What is being asked
Scan the entries and copy each line where the word "CredentialPair" is present.

+++ Provided data

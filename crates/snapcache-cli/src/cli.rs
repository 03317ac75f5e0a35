use clap::{Args, Parser, Subcommand};

#[derive(Parser)]
#[command(name = "snapcache")]
#[command(about = "Browse the snap store and manage published snaps")]
#[command(version)]
pub struct Cli {
    #[command(subcommand)]
    pub command: Commands,

    /// Keep responses in memory only instead of the on-disk cache
    #[arg(long, global = true)]
    pub no_disk_cache: bool,
}

#[derive(Subcommand)]
pub enum Commands {
    /// Show stable-channel details for one or more snaps
    Details(DetailsArgs),
    /// Search the store
    Search(SearchArgs),
    /// List featured snaps
    Featured,
    /// List promoted snaps
    Promoted,
    /// Installed base by country for a snap
    Metrics(MetricsArgs),
    /// Start or complete a login
    Login(LoginArgs),
    /// Forget the stored credentials
    Logout,
    /// Show the logged-in identity
    Whoami,
    /// Show or update the publisher account
    Account(AccountArgs),
    /// Show the status of a published snap
    Status(SnapArgs),
    /// Show or update listing metadata of a published snap
    Metadata(MetadataArgs),
}

#[derive(Args)]
pub struct DetailsArgs {
    /// Snap names
    #[arg(required = true)]
    pub names: Vec<String>,
}

#[derive(Args)]
pub struct SearchArgs {
    pub query: String,
    /// Results per page
    #[arg(long, default_value_t = 10)]
    pub size: u32,
    /// Index of the first result
    #[arg(long, default_value_t = 0)]
    pub offset: u32,
}

#[derive(Args)]
pub struct MetricsArgs {
    pub name: String,
    /// Days of history to request
    #[arg(long, default_value_t = 30)]
    pub days: i64,
}

#[derive(Args)]
pub struct LoginArgs {
    /// Request a root macaroon and print the caveat id to discharge
    #[arg(long, conflicts_with_all = ["root", "discharge"])]
    pub begin: bool,
    /// Serialized root macaroon (defaults to the one from `--begin`)
    #[arg(long, env = "SNAPCACHE_ROOT_MACAROON")]
    pub root: Option<String>,
    /// Serialized discharge macaroon issued by the SSO
    #[arg(long, env = "SNAPCACHE_DISCHARGE_MACAROON")]
    pub discharge: Option<String>,
    #[arg(long)]
    pub nickname: Option<String>,
    #[arg(long)]
    pub fullname: Option<String>,
    #[arg(long)]
    pub email: Option<String>,
}

#[derive(Args)]
pub struct AccountArgs {
    /// Choose the store username
    #[arg(long)]
    pub set_username: Option<String>,
    /// Accept the developer programme agreement
    #[arg(long)]
    pub accept_agreement: bool,
}

#[derive(Args)]
pub struct SnapArgs {
    /// Snap name
    pub name: String,
}

#[derive(Args)]
pub struct MetadataArgs {
    /// Snap name
    pub name: String,
    /// Field to update, as key=value (repeatable)
    #[arg(long = "set", value_name = "KEY=VALUE")]
    pub set: Vec<String>,
}

#[cfg(test)]
mod tests {
    use super::*;
    use clap::CommandFactory;

    #[test]
    fn test_cli_definition_is_valid() {
        Cli::command().debug_assert();
    }

    #[test]
    fn test_parse_search_defaults() {
        let cli = Cli::try_parse_from(["snapcache", "search", "editor"]).unwrap();
        match cli.command {
            Commands::Search(args) => {
                assert_eq!(args.query, "editor");
                assert_eq!(args.size, 10);
                assert_eq!(args.offset, 0);
            }
            _ => panic!("expected search"),
        }
    }

    #[test]
    fn test_login_begin_conflicts_with_tokens() {
        assert!(Cli::try_parse_from(["snapcache", "login", "--begin", "--discharge", "x"]).is_err());
    }

    #[test]
    fn test_metadata_repeated_set() {
        let cli = Cli::try_parse_from([
            "snapcache", "metadata", "hello", "--set", "title=Hi", "--set", "summary=Short",
        ])
        .unwrap();
        match cli.command {
            Commands::Metadata(args) => assert_eq!(args.set, vec!["title=Hi", "summary=Short"]),
            _ => panic!("expected metadata"),
        }
    }
}
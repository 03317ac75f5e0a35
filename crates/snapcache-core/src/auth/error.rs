use thiserror::Error;

use super::macaroon::MacaroonError;

#[derive(Error, Debug)]
pub enum AuthError {
    #[error("Invalid credential: {0}")]
    InvalidCredential(#[from] MacaroonError),

    #[error("Auth service error: {0}")]
    AuthService(String),

    #[error("Not authenticated")]
    NotAuthenticated,
}

impl From<reqwest::Error> for AuthError {
    fn from(error: reqwest::Error) -> Self {
        AuthError::AuthService(error.to_string())
    }
}
use std::collections::HashMap;

use serde::{Deserialize, Serialize};
use serde_json::Value;

/// Publisher account as returned by the dashboard.
#[derive(Debug, Clone, Default, Serialize, Deserialize)]
#[serde(default)]
pub struct Account {
    pub namespace: Option<String>,
    pub username: Option<String>,
    pub displayname: Option<String>,
    pub email: Option<String>,
    /// Snaps keyed by series, then by snap name.
    pub snaps: HashMap<String, HashMap<String, Value>>,
}

impl Account {
    /// Names of the snaps registered for `series`, sorted.
    pub fn snap_names(&self, series: &str) -> Vec<&str> {
        let mut names: Vec<&str> = self
            .snaps
            .get(series)
            .map(|snaps| snaps.keys().map(String::as_str).collect())
            .unwrap_or_default();
        names.sort_unstable();
        names
    }
}

/// One entry of a store `error_list`.
#[derive(Debug, Clone, PartialEq, Eq, Serialize, Deserialize)]
pub struct StoreError {
    pub code: String,
    #[serde(default)]
    pub message: String,
}
use std::path::PathBuf;

use anyhow::{Context, Result};
use serde::{Deserialize, Serialize};

use super::broker::build_header;
use super::AuthError;

/// Session file name in cache directory
const SESSION_FILE: &str = "session.json";

/// OpenID identity returned by the SSO at login.
#[derive(Debug, Clone, Default, PartialEq, Eq, Serialize, Deserialize)]
pub struct Identity {
    pub identity_url: Option<String>,
    pub nickname: Option<String>,
    pub fullname: Option<String>,
    pub image: Option<String>,
    pub email: Option<String>,
}

/// Serialized root and discharge macaroons.
#[derive(Debug, Clone, PartialEq, Eq)]
pub struct CredentialPair {
    pub root: String,
    pub discharge: String,
}

/// Per-user session state. Any session backend (cookie, file) carries this
/// value; it is only mutated by the request that owns it.
#[derive(Debug, Clone, Default, PartialEq, Eq, Serialize, Deserialize)]
pub struct Session {
    #[serde(rename = "openid")]
    pub identity: Option<Identity>,
    pub macaroon_root: Option<String>,
    pub macaroon_discharge: Option<String>,
}

impl Session {
    pub fn new() -> Self {
        Self::default()
    }

    /// First login step: the root macaroon is stored before the SSO
    /// discharges its caveat.
    pub fn set_root(&mut self, root: String) {
        self.macaroon_root = Some(root);
    }

    /// Second login step.
    pub fn complete_login(&mut self, identity: Identity, discharge: String) {
        self.identity = Some(identity);
        self.macaroon_discharge = Some(discharge);
    }

    pub fn set_discharge(&mut self, discharge: String) {
        self.macaroon_discharge = Some(discharge);
    }

    pub fn is_authenticated(&self) -> bool {
        self.identity.is_some() && self.macaroon_root.is_some() && self.macaroon_discharge.is_some()
    }

    pub fn credentials(&self) -> Option<CredentialPair> {
        match (&self.macaroon_root, &self.macaroon_discharge) {
            (Some(root), Some(discharge)) => Some(CredentialPair {
                root: root.clone(),
                discharge: discharge.clone(),
            }),
            _ => None,
        }
    }

    /// `Authorization` header value for the stored pair.
    pub fn authorization_header(&self) -> Result<String, AuthError> {
        let pair = self.credentials().ok_or(AuthError::NotAuthenticated)?;
        build_header(&pair.root, &pair.discharge)
    }

    pub fn nickname(&self) -> Option<&str> {
        self.identity.as_ref().and_then(|i| i.nickname.as_deref())
    }

    /// Drop credentials and identity. Idempotent.
    pub fn clear(&mut self) {
        self.macaroon_root = None;
        self.macaroon_discharge = None;
        self.identity = None;
    }
}

/// Stores a `Session` as JSON in the cache directory.
pub struct SessionFile {
    cache_dir: PathBuf,
}

impl SessionFile {
    pub fn new(cache_dir: PathBuf) -> Self {
        Self { cache_dir }
    }

    /// Load session from disk, or an empty session if none was saved
    pub fn load(&self) -> Result<Session> {
        let path = self.session_path();
        if !path.exists() {
            return Ok(Session::default());
        }
        let contents = std::fs::read_to_string(&path).context("Failed to read session file")?;
        serde_json::from_str(&contents).context("Failed to parse session file")
    }

    /// Save session to disk
    pub fn save(&self, session: &Session) -> Result<()> {
        let path = self.session_path();
        if let Some(parent) = path.parent() {
            std::fs::create_dir_all(parent)?;
        }
        let contents = serde_json::to_string_pretty(session)?;
        std::fs::write(path, contents).context("Failed to write session file")?;
        Ok(())
    }

    /// Remove the saved session
    pub fn clear(&self) -> Result<()> {
        let path = self.session_path();
        if path.exists() {
            std::fs::remove_file(path)?;
        }
        Ok(())
    }

    fn session_path(&self) -> PathBuf {
        self.cache_dir.join(SESSION_FILE)
    }
}

#[cfg(test)]
mod tests {
    use super::*;
    use crate::auth::Macaroon;

    fn logged_in() -> Session {
        let root = Macaroon::new("store", "root-id", b"root-key").unwrap();
        let discharge = Macaroon::new("sso", "discharge-id", b"discharge-key").unwrap();
        let mut session = Session::new();
        session.set_root(root.serialize());
        session.complete_login(
            Identity {
                nickname: Some("toto".to_string()),
                ..Default::default()
            },
            discharge.serialize(),
        );
        session
    }

    #[test]
    fn test_is_authenticated_requires_all_fields() {
        let full = logged_in();
        assert!(full.is_authenticated());

        let mut no_identity = full.clone();
        no_identity.identity = None;
        assert!(!no_identity.is_authenticated());

        let mut no_root = full.clone();
        no_root.macaroon_root = None;
        assert!(!no_root.is_authenticated());

        let mut no_discharge = full;
        no_discharge.macaroon_discharge = None;
        assert!(!no_discharge.is_authenticated());
    }

    #[test]
    fn test_clear_is_idempotent() {
        let mut session = logged_in();
        session.clear();
        assert_eq!(session, Session::default());
        session.clear();
        assert_eq!(session, Session::default());
    }

    #[test]
    fn test_authorization_header_without_credentials() {
        let session = Session::new();
        assert!(matches!(
            session.authorization_header(),
            Err(AuthError::NotAuthenticated)
        ));
    }

    #[test]
    fn test_session_serializes_with_openid_key() {
        let json = serde_json::to_value(logged_in()).unwrap();
        assert_eq!(json["openid"]["nickname"], "toto");
        assert!(json["macaroon_root"].is_string());
    }

    #[test]
    fn test_session_file_roundtrip_and_clear() {
        let dir = tempfile::tempdir().unwrap();
        let file = SessionFile::new(dir.path().to_path_buf());

        assert_eq!(file.load().unwrap(), Session::default());

        let session = logged_in();
        file.save(&session).unwrap();
        assert_eq!(file.load().unwrap(), session);

        file.clear().unwrap();
        assert_eq!(file.load().unwrap(), Session::default());
        // Clearing twice is fine
        file.clear().unwrap();
    }
}
//! Macaroon auth broker.
//!
//! Builds the `Authorization` header from a session's credential pair,
//! recognises the store's refresh signal, and talks to the SSO and ACL
//! services to refresh discharges and classify failed responses.

use reqwest::header::{self, HeaderMap, HeaderValue};
use reqwest::Client;
use serde::{Deserialize, Serialize};
use serde_json::Value;
use tracing::{debug, info, warn};

use super::macaroon::Macaroon;
use super::{AuthError, Session};
use crate::api::error::truncate_body;
use crate::cache::ResponseSnapshot;

/// Value of `WWW-Authenticate` the store sends when the discharge is stale.
pub const REFRESH_SENTINEL: &str = "Macaroon needs_refresh=1";

/// Permissions requested for a publisher root macaroon.
const ROOT_PERMISSIONS: &[&str] = &[
    "edit_account",
    "package_access",
    "package_manage",
    "package_upload",
    "package_upload_request",
    "package_purchase",
    "modify_account_key",
];

/// Bind `discharge` to `root` and format the header value.
pub fn build_header(root: &str, discharge: &str) -> Result<String, AuthError> {
    let root_macaroon = Macaroon::deserialize(root)?;
    let discharge_macaroon = Macaroon::deserialize(discharge)?;
    let bound = root_macaroon.prepare_for_request(&discharge_macaroon);
    Ok(format!("Macaroon root={}, discharge={}", root, bound.serialize()))
}

/// Id of the third-party caveat in `root` that `location` must discharge.
pub fn caveat_id(root: &str, location: &str) -> Result<Option<String>, AuthError> {
    Ok(Macaroon::deserialize(root)?.caveat_id_for(location))
}

pub fn is_authenticated(session: &Session) -> bool {
    session.is_authenticated()
}

/// Logout. Idempotent.
pub fn empty_session(session: &mut Session) {
    session.clear();
}

pub fn needs_refresh(headers: &HeaderMap) -> bool {
    headers
        .get(header::WWW_AUTHENTICATE)
        .map(|value| value == REFRESH_SENTINEL)
        .unwrap_or(false)
}

/// How the caller should react to a store response.
#[derive(Debug, Clone, Copy, PartialEq, Eq)]
pub enum VerificationOutcome {
    Ok,
    /// The discharge was refreshed and stored; re-issue the request.
    NeedsRefresh,
    /// Credentials are no longer valid and have been cleared.
    NeedsLogin,
    Forbidden,
    NotFound,
    /// Valid account, failure not tied to credentials.
    Rejected(u16),
}

#[derive(Debug, Clone, Deserialize)]
pub struct MacaroonVerification {
    #[serde(default)]
    pub account: Option<Value>,
    #[serde(default)]
    pub allowed: bool,
}

#[derive(Debug, Clone)]
pub struct AuthEndpoints {
    /// SSO discharge refresh endpoint
    pub refresh_url: String,
    /// Store ACL verification endpoint
    pub verify_url: String,
    /// Store ACL endpoint issuing root macaroons
    pub acl_url: String,
}

#[derive(Serialize)]
struct RefreshRequest<'a> {
    discharge_macaroon: &'a str,
}

#[derive(Deserialize)]
struct RefreshResponse {
    discharge_macaroon: String,
}

#[derive(Deserialize)]
struct AclResponse {
    macaroon: String,
}

/// Clone is cheap - the reqwest client is shared.
#[derive(Clone)]
pub struct AuthBroker {
    client: Client,
    endpoints: AuthEndpoints,
}

impl AuthBroker {
    pub fn new(client: Client, endpoints: AuthEndpoints) -> Self {
        Self { client, endpoints }
    }

    pub fn endpoints(&self) -> &AuthEndpoints {
        &self.endpoints
    }

    fn service_headers() -> HeaderMap {
        let mut headers = HeaderMap::new();
        headers.insert(
            header::ACCEPT,
            HeaderValue::from_static("application/json, application/hal+json"),
        );
        headers.insert(header::CACHE_CONTROL, HeaderValue::from_static("no-cache"));
        headers
    }

    async fn check_response(response: reqwest::Response) -> Result<reqwest::Response, AuthError> {
        if response.status().is_success() {
            Ok(response)
        } else {
            let status = response.status();
            let url = response.url().to_string();
            let body = response.text().await.unwrap_or_default();
            Err(AuthError::AuthService(format!(
                "{} returned {}: {}",
                url,
                status,
                truncate_body(&body)
            )))
        }
    }

    /// Exchange a stale discharge for a fresh one. No retry.
    pub async fn refresh(&self, discharge: &str) -> Result<String, AuthError> {
        debug!(url = %self.endpoints.refresh_url, "Refreshing discharge macaroon");
        let response = self
            .client
            .post(&self.endpoints.refresh_url)
            .headers(Self::service_headers())
            .json(&RefreshRequest {
                discharge_macaroon: discharge,
            })
            .send()
            .await?;

        let body: RefreshResponse = Self::check_response(response).await?.json().await?;
        Ok(body.discharge_macaroon)
    }

    /// Ask the store whether the credentials grant access to `url`.
    pub async fn verify_macaroon(
        &self,
        root: &str,
        discharge: &str,
        url: &str,
    ) -> Result<MacaroonVerification, AuthError> {
        let authorization = build_header(root, discharge)?;
        let body = serde_json::json!({
            "auth_data": {
                "authorization": authorization,
                "http_uri": url,
                "http_method": "GET",
            }
        });

        let response = self
            .client
            .post(&self.endpoints.verify_url)
            .headers(Self::service_headers())
            .json(&body)
            .send()
            .await?;

        Ok(Self::check_response(response).await?.json().await?)
    }

    /// Request a root macaroon carrying the publisher permissions. Login
    /// then asks the SSO to discharge its third-party caveat.
    pub async fn request_root_macaroon(&self) -> Result<String, AuthError> {
        let response = self
            .client
            .post(&self.endpoints.acl_url)
            .headers(Self::service_headers())
            .json(&serde_json::json!({ "permissions": ROOT_PERMISSIONS }))
            .send()
            .await?;

        let body: AclResponse = Self::check_response(response).await?.json().await?;
        Ok(body.macaroon)
    }

    /// Classify a store response for the session that issued it.
    ///
    /// A refresh signal refreshes the discharge in `session` before
    /// returning `NeedsRefresh`. Failed responses are checked against the
    /// ACL service; unusable credentials are cleared from the session.
    pub async fn verify_response(
        &self,
        response: &ResponseSnapshot,
        session: &mut Session,
        url: &str,
    ) -> Result<VerificationOutcome, AuthError> {
        if needs_refresh(&response.headers) {
            let discharge = session
                .macaroon_discharge
                .clone()
                .ok_or(AuthError::NotAuthenticated)?;
            let refreshed = self.refresh(&discharge).await?;
            session.set_discharge(refreshed);
            info!(url, "Macaroon discharge refreshed");
            return Ok(VerificationOutcome::NeedsRefresh);
        }

        let status = response.status.as_u16();
        if status < 400 {
            return Ok(VerificationOutcome::Ok);
        }

        let Some(pair) = session.credentials() else {
            empty_session(session);
            return Ok(VerificationOutcome::NeedsLogin);
        };

        let verification = match self.verify_macaroon(&pair.root, &pair.discharge, url).await {
            Ok(verification) => verification,
            Err(AuthError::InvalidCredential(e)) => {
                warn!(error = %e, "Stored macaroons are unreadable, clearing session");
                empty_session(session);
                return Ok(VerificationOutcome::NeedsLogin);
            }
            Err(e) => return Err(e),
        };

        if verification.account.is_none() {
            empty_session(session);
            return Ok(VerificationOutcome::NeedsLogin);
        }
        if status == 401 && !verification.allowed {
            return Ok(VerificationOutcome::Forbidden);
        }
        if status == 404 {
            return Ok(VerificationOutcome::NotFound);
        }
        Ok(VerificationOutcome::Rejected(status))
    }
}
//! Data models for snap store payloads.
//!
//! - `SnapDetails`, `SnapSummary`, `SearchResults`: public catalogue data
//! - `MetricsQuery`, `MetricsResponse`: publisher metrics
//! - `Account`, `StoreError`: publisher account data and error payloads

pub mod account;
pub mod metrics;
pub mod snap;

pub use account::{Account, StoreError};
pub use metrics::{MetricsQuery, MetricsResponse, MetricsSeries};
pub use snap::{Link, SearchResults, SnapDetails, SnapSummary};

++++++

Solved problem
pub struct CredentialPair {
    pub fn credentials(&self) -> Option<CredentialPair> {
            (Some(root), Some(discharge)) => Some(CredentialPair {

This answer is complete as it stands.